**HOW TO COMPLETE THIS TASK**
Across the listing below, work out how many lines include the word "impl". Give the number alone.

↓↓↓

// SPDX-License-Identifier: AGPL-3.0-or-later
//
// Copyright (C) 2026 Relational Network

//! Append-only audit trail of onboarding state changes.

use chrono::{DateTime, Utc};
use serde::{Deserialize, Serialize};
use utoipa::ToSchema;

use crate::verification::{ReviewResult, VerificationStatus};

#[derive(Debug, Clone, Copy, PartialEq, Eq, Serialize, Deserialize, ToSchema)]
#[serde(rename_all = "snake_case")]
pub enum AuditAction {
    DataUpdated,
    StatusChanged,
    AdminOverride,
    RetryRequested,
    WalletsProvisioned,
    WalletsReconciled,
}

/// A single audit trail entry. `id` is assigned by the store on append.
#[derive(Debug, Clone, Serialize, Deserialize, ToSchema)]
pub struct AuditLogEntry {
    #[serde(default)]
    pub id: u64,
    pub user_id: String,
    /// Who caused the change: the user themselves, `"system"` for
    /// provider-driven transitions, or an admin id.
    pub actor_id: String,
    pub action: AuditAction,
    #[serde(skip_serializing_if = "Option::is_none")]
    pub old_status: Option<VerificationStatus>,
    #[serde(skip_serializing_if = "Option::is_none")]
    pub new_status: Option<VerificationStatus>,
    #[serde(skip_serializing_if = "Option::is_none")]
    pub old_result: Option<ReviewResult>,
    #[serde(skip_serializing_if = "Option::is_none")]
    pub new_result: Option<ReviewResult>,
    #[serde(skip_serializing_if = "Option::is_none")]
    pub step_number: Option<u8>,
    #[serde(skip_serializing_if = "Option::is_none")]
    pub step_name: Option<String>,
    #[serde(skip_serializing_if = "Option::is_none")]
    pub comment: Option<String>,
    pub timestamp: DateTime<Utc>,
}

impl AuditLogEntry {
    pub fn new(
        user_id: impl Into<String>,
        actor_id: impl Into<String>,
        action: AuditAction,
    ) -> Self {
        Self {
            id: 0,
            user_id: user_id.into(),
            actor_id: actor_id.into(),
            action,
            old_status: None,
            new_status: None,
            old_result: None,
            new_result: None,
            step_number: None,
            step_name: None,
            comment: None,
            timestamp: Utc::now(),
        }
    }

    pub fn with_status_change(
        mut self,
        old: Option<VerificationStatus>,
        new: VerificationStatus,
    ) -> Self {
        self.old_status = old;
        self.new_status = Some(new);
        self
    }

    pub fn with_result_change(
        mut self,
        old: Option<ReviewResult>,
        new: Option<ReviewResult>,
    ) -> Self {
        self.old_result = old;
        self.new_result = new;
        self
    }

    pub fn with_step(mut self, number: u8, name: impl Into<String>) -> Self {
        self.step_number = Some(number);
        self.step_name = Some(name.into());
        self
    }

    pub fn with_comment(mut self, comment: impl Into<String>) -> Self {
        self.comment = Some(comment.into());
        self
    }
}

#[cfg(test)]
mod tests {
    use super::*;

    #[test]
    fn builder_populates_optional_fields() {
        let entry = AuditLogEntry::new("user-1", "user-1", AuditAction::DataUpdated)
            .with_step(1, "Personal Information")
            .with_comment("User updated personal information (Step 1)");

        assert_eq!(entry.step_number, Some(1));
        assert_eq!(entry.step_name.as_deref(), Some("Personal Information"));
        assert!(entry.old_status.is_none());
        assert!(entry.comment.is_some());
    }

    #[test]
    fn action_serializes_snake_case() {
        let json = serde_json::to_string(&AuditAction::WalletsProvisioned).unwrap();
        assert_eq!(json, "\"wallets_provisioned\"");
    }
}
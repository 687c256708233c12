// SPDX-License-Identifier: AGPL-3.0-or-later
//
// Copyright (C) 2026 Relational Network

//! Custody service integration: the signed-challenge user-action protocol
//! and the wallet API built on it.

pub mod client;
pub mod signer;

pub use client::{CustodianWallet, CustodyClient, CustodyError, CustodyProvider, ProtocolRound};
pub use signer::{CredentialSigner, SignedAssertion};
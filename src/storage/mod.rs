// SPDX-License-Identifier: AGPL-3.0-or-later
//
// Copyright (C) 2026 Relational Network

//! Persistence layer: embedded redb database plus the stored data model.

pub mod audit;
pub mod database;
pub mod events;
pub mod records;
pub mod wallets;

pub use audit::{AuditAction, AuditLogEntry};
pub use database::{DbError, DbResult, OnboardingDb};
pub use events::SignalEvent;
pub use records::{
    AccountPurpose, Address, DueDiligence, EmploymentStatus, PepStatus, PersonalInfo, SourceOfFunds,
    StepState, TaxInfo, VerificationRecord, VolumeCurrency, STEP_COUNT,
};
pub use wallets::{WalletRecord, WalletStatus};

↑↑↑

**ANSWER TO THIS EXERCISE**
5